Amazon announced the ability to reserve EC2 instances on its cloud back in March 2009, which helped both AWS and its customers do better capacity planning. In exchange for predictability in usage on the EC2 cloud and with a modest one-time fee, Amazon cut the price.

When reserved instances debuted four years ago, it cost 10 cents per hour for a small Linux-on-demand instance; with a one-year contract running a small instance reserved for a year, it worked out to 6.7 cents per hour and with a three-year contract, it dropped down to 4.9 cents per hour. (Those were US East region prices.)

To see how far Amazon has come with its price cuts and how much further it is pushing down costs with its new lower reserved instances prices, a small Linux on-demand instance (m1, not m2) now costs 6 cents per hour in the US East region, a lightly utilized small Linux reserved instance with a one-year term works out to 3.4 cents per hour, and a three-year term works out to 2.7 cents per hour. On a heavily utilized reserved instance, where the server is basically up all the time, you are down to 1.4 cents per hour for a one-year term and down to 1.2 cents per hour for a three-year term.

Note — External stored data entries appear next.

//! Hub 组装与生命周期
//!
//! 启动顺序：状态存储 → 记录器 → 感知上下文与回调 → MQTT 桥接 →
//! WebSocket 监听 → 中继消费任务 → 感知线程。
//!
//! 关闭顺序（写者先停，资源后放）：
//!
//! 1. 停止感知线程，归还并释放采集源/检测器
//! 2. 停止 MQTT 事件线程，断开 Broker
//! 3. 关闭中继，等待消费任务取完剩余通知
//! 4. 停止监听并移除所有订阅者
//! 5. 关闭记录器，写完队列中的记录

use crate::broadcaster::Broadcaster;
use crate::config::{HubConfig, PerceptionSection, SourceKind};
use crate::server;
use anyhow::{Context, Result};
use smartarm_client::{ControlBridge, MqttEventLoop, MqttLink};
use smartarm_driver::mock::{ScriptedDetector, TestPatternSource};
use smartarm_driver::{
    CsvRecorder, DetectionBuffer, Detector, DriverError, EventRelay, FrameSource,
    LastDetectionHook, PerceptionContext, PerceptionLoop, RecordingHook, StatusStore,
};
use std::net::SocketAddr;
use std::sync::Arc;
use std::time::Duration;
use tokio::net::TcpListener;
use tokio::task::JoinHandle;
use tracing::{debug, info, warn};

/// 脚本化检测器的往返步数
const SWEEP_STEPS: usize = 60;

type HubPerception = PerceptionLoop<Box<dyn FrameSource>, Box<dyn Detector>>;

/// 按配置打开采集源和检测器
///
/// `SourceKind::None` 返回 `Ok(None)`。
///
/// # 错误
/// - `InitializationFailed`: 采集源或检测器无法创建
pub fn open_perception(
    section: &PerceptionSection,
) -> Result<Option<(Box<dyn FrameSource>, Box<dyn Detector>)>, DriverError> {
    match section.source {
        SourceKind::None => Ok(None),
        SourceKind::TestPattern => {
            if section.frame_width == 0 || section.frame_height == 0 {
                return Err(DriverError::InitializationFailed(format!(
                    "invalid test pattern size {}x{}",
                    section.frame_width, section.frame_height
                )));
            }
            let source = TestPatternSource::new(section.frame_width, section.frame_height);
            let detector =
                ScriptedDetector::sweeping(section.frame_width, section.frame_height, SWEEP_STEPS);
            Ok(Some((Box::new(source), Box::new(detector))))
        },
    }
}

/// 中继消费任务：每批通知重新读取最新数据并广播
pub async fn relay_consumer(relay: Arc<EventRelay>, broadcaster: Arc<Broadcaster>) {
    while let Some(batch) = relay.next().await {
        if batch.status {
            broadcaster.push_status();
        }
        if batch.detections {
            broadcaster.push_detections();
        }
    }
    debug!("Relay consumer finished");
}

/// 运行中的 Hub
pub struct Hub {
    status: Arc<StatusStore>,
    buffer: Arc<DetectionBuffer>,
    relay: Arc<EventRelay>,
    broadcaster: Arc<Broadcaster>,
    context: Arc<PerceptionContext>,
    bridge: Arc<ControlBridge<MqttLink>>,
    perception: Option<HubPerception>,
    mqtt: MqttEventLoop,
    mqtt_stop_timeout: Duration,
    recorder: Option<Arc<CsvRecorder>>,
    consumer: JoinHandle<()>,
    server: JoinHandle<()>,
    local_addr: SocketAddr,
}

impl Hub {
    /// 按配置启动所有组件
    pub async fn start(config: HubConfig) -> Result<Self> {
        config.validate()?;

        let status = Arc::new(StatusStore::new());
        let buffer = Arc::new(DetectionBuffer::new());
        let relay = Arc::new(EventRelay::new());
        let broadcaster = Arc::new(Broadcaster::new(status.clone(), buffer.clone()));

        let recorder = if config.recorder.enabled {
            let recorder = CsvRecorder::create(&config.recorder.path, config.recorder.queue_capacity)
                .with_context(|| {
                    format!("Failed to open recorder at {}", config.recorder.path.display())
                })?;
            Some(Arc::new(recorder))
        } else {
            None
        };

        // 感知上下文：先写 last_detection，再生成记录（记录读取的是更新后的状态）
        let context = Arc::new(PerceptionContext::new(
            status.clone(),
            buffer.clone(),
            relay.clone(),
        ));
        context.add_hook(Arc::new(LastDetectionHook::new(status.clone(), relay.clone())));
        if let Some(recorder) = &recorder {
            context.add_hook(Arc::new(RecordingHook::new(status.clone(), recorder.clone())));
        }

        let mut perception = open_perception(&config.perception)
            .context("Perception initialization failed")?
            .map(|(source, detector)| {
                PerceptionLoop::new(
                    source,
                    detector,
                    context.clone(),
                    config.perception.tuning.clone(),
                )
            });

        let (link, connection) = MqttLink::new(&config.broker);
        let bridge = Arc::new(ControlBridge::new(
            link,
            config.broker.topics(),
            status.clone(),
            relay.clone(),
        ));
        let mqtt = MqttEventLoop::spawn(connection, bridge.clone(), config.broker.reconnect_backoff())
            .context("Failed to start MQTT event loop")?;

        let listener = TcpListener::bind(config.ws_socket_addr()?)
            .await
            .with_context(|| format!("Failed to bind WebSocket server on {}", config.server.ws_addr))?;
        let local_addr = listener.local_addr()?;

        // 可能失败的步骤都在派生异步任务之前完成，出错时不遗留后台任务
        match perception.as_mut() {
            Some(perception) => perception.start().context("Failed to start perception loop")?,
            None => info!("Perception disabled (source = none)"),
        }

        let consumer = tokio::spawn(relay_consumer(relay.clone(), broadcaster.clone()));
        let server = tokio::spawn(server::serve(
            listener,
            broadcaster.clone(),
            config.server.subscriber_buffer,
        ));

        let hub = Self {
            status,
            buffer,
            relay,
            broadcaster,
            context,
            bridge,
            perception,
            mqtt,
            mqtt_stop_timeout: config.broker.stop_timeout(),
            recorder,
            consumer,
            server,
            local_addr,
        };

        info!(
            "SmartArm hub running: ws://{}, broker {}:{}",
            hub.local_addr, config.broker.host, config.broker.port
        );
        Ok(hub)
    }

    pub fn local_addr(&self) -> SocketAddr {
        self.local_addr
    }

    pub fn status(&self) -> &Arc<StatusStore> {
        &self.status
    }

    pub fn buffer(&self) -> &Arc<DetectionBuffer> {
        &self.buffer
    }

    pub fn bridge(&self) -> &Arc<ControlBridge<MqttLink>> {
        &self.bridge
    }

    pub fn broadcaster(&self) -> &Arc<Broadcaster> {
        &self.broadcaster
    }

    /// 按固定顺序关闭
    pub async fn shutdown(self) -> Result<()> {
        let Hub {
            relay,
            broadcaster,
            context,
            perception,
            mut mqtt,
            mqtt_stop_timeout,
            recorder,
            consumer,
            server,
            ..
        } = self;

        // 1. 感知线程（阻塞等待 join，放到阻塞线程池）
        if let Some(perception) = perception {
            let released = tokio::task::spawn_blocking(move || perception.release())
                .await
                .context("Perception shutdown task failed")?;
            if released.is_none() {
                warn!("Perception resources were not returned by the worker");
            }
            let metrics = context.metrics.snapshot();
            info!(
                "Perception stopped: {} cycles, {} detections, {} capture misses",
                metrics.cycles_total, metrics.detections_total, metrics.capture_misses
            );
        }

        // 2. MQTT 事件线程
        let mqtt_result = tokio::task::spawn_blocking(move || mqtt.stop(mqtt_stop_timeout))
            .await
            .context("MQTT shutdown task failed")?;
        if let Err(e) = mqtt_result {
            warn!("MQTT event loop did not stop cleanly: {}", e);
        }

        // 3. 中继
        relay.close();
        if let Err(e) = consumer.await {
            warn!("Relay consumer ended abnormally: {}", e);
        }

        // 4. 订阅服务
        server.abort();
        broadcaster.close_all();
        let stats = broadcaster.stats();
        info!(
            "Broadcaster stopped: {} rounds, {} delivered, {} pruned",
            stats.rounds, stats.delivered, stats.pruned
        );

        // 5. 记录器：先解除回调持有的引用
        context.hooks.write().clear();
        drop(context);
        if let Some(recorder) = recorder {
            match Arc::try_unwrap(recorder) {
                Ok(mut recorder) => {
                    recorder.close();
                    info!(
                        "Recorder closed: {} written, {} dropped",
                        recorder.written_records(),
                        recorder.dropped_records()
                    );
                },
                Err(_) => warn!("Recorder still referenced at shutdown"),
            }
        }

        info!("SmartArm hub stopped");
        Ok(())
    }
}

Price cuts were not offered on EC2 reserved instances running Windows.

Amazon is well used to living on pennies on the dollar – or, sometimes, just a single penny. The question is whether or not Rackspace Hosting, Google, and Microsoft are willing to live on such low margins, and the answer is they might be able to, but they don't want to be.

And while IBM, HP, and Dell think they are in the same business as AWS with their respective public clouds, they are trying to compete with their brands and supposed IT management skills and customer relationships more than they are trying to compete with Amazon on price. And the reason is simple: their pricing options are less sophisticated and they are higher – at least at list price.

The upshot is that IBM, HP, and Dell can build their own infrastructure and sell it at cost to their public clouds, so in theory, at least, they could try to compete on price. Pity the poor service providers who won't be able to do that as they build their clouds. Small wonder, then, that Rackspace Hosting is building its own servers and cutting out the middleman.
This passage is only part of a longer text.